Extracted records

───

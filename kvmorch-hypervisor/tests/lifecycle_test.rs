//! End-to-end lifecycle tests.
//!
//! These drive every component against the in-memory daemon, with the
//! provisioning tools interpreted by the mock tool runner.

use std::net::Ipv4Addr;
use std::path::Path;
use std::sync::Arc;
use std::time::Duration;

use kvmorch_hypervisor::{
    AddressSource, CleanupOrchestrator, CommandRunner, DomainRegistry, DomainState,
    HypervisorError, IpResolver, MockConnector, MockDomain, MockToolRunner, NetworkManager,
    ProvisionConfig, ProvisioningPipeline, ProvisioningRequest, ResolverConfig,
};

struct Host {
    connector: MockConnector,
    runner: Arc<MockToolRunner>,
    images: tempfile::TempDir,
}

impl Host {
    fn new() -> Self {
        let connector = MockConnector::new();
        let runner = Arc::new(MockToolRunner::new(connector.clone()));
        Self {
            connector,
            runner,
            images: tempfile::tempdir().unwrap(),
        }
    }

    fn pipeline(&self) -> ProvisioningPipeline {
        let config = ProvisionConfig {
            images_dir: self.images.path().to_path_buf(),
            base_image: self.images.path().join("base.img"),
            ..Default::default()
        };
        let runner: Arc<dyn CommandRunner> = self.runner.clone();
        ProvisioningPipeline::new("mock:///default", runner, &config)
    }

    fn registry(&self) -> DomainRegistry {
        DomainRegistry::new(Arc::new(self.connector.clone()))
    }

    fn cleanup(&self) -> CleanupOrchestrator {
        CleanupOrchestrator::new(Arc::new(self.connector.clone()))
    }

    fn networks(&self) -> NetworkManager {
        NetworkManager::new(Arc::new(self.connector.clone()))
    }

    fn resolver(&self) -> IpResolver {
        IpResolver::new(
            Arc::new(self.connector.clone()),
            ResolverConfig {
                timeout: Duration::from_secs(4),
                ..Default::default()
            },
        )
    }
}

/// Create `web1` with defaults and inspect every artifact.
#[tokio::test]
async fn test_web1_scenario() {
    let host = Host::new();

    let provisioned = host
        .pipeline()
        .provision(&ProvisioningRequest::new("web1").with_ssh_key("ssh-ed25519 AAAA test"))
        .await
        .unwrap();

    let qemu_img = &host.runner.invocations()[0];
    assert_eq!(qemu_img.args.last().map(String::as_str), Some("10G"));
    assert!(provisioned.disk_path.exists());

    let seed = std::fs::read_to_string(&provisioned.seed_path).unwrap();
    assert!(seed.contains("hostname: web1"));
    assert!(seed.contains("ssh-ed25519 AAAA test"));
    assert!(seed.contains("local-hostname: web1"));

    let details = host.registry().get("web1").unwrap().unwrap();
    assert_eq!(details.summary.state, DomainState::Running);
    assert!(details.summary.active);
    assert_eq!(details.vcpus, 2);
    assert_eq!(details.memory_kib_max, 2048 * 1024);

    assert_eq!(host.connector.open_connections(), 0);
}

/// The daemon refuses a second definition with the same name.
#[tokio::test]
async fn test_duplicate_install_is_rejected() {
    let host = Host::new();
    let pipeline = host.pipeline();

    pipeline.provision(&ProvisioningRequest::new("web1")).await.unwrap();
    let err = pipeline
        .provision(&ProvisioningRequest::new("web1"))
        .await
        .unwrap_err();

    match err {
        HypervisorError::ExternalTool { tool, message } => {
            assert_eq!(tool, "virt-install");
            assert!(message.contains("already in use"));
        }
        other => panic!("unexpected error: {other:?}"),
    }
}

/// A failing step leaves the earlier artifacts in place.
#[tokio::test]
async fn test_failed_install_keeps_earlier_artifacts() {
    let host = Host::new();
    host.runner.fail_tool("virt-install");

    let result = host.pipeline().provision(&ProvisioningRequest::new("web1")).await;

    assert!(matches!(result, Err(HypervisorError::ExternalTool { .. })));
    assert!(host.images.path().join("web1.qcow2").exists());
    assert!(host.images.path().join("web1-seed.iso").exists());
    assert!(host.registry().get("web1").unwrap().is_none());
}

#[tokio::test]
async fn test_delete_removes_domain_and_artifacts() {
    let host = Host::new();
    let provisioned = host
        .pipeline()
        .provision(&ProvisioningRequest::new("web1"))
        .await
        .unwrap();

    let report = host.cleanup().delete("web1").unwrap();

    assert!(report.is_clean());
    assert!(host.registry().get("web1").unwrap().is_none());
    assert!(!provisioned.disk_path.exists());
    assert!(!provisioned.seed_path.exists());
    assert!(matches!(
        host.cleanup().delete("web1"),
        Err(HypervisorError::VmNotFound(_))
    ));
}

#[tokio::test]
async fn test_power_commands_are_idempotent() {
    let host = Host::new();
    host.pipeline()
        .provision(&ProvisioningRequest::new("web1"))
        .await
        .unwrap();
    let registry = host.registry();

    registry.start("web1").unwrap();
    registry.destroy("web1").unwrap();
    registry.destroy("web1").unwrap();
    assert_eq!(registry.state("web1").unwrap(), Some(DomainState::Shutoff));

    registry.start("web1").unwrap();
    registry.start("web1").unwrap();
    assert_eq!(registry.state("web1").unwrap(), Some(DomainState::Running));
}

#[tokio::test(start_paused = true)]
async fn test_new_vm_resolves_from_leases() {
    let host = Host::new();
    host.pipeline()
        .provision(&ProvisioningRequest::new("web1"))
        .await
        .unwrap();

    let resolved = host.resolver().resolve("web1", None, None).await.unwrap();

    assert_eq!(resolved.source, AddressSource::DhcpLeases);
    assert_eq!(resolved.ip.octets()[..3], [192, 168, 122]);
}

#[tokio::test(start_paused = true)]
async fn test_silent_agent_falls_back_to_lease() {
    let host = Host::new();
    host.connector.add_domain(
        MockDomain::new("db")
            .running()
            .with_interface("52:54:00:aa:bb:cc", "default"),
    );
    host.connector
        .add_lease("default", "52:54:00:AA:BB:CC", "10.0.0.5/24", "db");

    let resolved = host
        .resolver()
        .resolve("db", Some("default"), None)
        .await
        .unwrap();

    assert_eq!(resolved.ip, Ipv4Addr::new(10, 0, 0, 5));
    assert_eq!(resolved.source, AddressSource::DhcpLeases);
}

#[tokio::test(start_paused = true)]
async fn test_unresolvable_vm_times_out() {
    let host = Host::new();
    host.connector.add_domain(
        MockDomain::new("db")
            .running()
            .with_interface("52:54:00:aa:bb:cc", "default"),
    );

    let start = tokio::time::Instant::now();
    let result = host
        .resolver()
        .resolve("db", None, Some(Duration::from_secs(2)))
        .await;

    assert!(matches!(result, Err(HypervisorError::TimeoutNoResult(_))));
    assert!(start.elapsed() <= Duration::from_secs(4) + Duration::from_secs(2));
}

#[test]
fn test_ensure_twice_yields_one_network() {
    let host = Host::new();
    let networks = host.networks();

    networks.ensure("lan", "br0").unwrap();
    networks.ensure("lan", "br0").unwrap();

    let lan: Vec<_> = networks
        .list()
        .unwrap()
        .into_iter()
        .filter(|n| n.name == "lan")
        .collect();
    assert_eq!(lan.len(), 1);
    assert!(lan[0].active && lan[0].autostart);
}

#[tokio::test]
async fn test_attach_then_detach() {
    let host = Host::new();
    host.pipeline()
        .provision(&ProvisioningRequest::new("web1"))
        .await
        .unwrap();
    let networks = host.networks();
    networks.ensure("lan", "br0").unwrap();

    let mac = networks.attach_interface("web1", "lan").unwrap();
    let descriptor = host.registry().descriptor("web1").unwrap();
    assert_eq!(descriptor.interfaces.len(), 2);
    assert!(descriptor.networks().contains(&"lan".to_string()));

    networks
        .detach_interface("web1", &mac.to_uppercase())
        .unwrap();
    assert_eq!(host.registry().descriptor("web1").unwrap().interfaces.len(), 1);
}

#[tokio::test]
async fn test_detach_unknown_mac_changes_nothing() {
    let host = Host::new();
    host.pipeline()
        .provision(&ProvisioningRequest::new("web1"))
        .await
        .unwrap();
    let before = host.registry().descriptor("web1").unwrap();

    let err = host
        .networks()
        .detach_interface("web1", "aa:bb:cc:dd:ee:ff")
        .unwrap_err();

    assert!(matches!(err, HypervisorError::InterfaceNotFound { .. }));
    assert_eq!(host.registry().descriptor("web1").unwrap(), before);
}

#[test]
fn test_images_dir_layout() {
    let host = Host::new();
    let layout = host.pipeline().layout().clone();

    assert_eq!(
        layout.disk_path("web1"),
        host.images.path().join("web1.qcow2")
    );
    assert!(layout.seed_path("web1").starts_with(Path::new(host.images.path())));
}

───

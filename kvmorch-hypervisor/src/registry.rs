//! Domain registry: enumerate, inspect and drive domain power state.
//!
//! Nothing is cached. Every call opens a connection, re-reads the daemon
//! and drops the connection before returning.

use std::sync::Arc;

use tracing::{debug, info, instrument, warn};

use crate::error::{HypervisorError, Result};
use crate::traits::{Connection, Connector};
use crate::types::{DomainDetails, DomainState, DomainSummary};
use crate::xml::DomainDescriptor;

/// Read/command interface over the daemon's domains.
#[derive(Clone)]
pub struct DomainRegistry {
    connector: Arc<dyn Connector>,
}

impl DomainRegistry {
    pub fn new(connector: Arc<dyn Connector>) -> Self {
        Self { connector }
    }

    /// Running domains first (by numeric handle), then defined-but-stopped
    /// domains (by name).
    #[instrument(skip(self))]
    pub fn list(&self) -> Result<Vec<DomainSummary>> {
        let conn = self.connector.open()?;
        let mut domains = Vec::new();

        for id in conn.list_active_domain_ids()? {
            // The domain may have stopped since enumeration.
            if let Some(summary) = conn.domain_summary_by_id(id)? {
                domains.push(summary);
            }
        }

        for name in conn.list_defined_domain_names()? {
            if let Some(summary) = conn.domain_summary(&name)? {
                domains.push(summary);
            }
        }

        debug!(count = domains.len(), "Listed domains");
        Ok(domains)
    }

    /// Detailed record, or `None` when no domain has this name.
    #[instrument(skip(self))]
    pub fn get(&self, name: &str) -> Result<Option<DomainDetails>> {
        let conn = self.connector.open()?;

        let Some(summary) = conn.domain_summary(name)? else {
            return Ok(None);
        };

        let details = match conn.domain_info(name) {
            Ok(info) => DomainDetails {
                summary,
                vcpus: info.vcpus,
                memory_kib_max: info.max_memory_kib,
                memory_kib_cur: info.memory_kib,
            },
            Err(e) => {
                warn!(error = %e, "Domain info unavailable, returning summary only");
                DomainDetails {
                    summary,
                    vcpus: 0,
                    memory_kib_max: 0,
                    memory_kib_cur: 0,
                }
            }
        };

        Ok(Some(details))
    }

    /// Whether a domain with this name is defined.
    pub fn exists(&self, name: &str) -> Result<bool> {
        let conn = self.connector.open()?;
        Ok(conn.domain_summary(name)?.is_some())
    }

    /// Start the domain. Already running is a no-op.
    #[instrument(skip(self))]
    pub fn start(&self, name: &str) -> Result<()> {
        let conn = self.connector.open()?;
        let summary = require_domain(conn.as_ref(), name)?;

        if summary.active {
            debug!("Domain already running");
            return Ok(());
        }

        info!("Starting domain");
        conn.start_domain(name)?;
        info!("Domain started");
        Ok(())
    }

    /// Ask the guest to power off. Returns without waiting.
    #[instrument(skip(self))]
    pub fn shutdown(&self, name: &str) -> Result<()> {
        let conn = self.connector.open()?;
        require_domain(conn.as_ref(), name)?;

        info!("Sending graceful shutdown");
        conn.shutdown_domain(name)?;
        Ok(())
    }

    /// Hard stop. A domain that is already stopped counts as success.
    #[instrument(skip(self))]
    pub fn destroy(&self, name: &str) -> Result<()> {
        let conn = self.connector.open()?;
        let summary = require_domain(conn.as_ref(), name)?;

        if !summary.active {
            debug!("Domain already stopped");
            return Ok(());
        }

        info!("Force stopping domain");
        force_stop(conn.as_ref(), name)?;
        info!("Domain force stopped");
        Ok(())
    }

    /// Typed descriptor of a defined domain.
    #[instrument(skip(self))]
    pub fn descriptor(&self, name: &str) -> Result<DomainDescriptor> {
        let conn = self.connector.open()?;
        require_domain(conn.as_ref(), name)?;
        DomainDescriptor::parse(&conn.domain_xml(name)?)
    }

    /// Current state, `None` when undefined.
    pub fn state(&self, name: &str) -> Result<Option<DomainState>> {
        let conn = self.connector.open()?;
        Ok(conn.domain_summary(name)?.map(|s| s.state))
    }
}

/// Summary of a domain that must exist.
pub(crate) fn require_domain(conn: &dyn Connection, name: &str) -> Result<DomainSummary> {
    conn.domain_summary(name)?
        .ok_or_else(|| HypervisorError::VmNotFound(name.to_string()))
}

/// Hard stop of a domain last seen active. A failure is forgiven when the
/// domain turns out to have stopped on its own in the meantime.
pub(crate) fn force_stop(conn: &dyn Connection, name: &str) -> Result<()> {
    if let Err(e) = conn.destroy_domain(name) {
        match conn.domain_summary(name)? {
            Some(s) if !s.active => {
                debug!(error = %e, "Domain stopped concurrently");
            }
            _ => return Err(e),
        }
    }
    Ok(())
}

───

--- REQUIREMENT ---
Go line by line through the data and copy any that contain "NetworkManager".

--- RESPONSE TO THIS EXERCISE ---
    HypervisorError, IpResolver, MockConnector, MockDomain, MockToolRunner, NetworkManager,
    fn networks(&self) -> NetworkManager {
        NetworkManager::new(Arc::new(self.connector.clone()))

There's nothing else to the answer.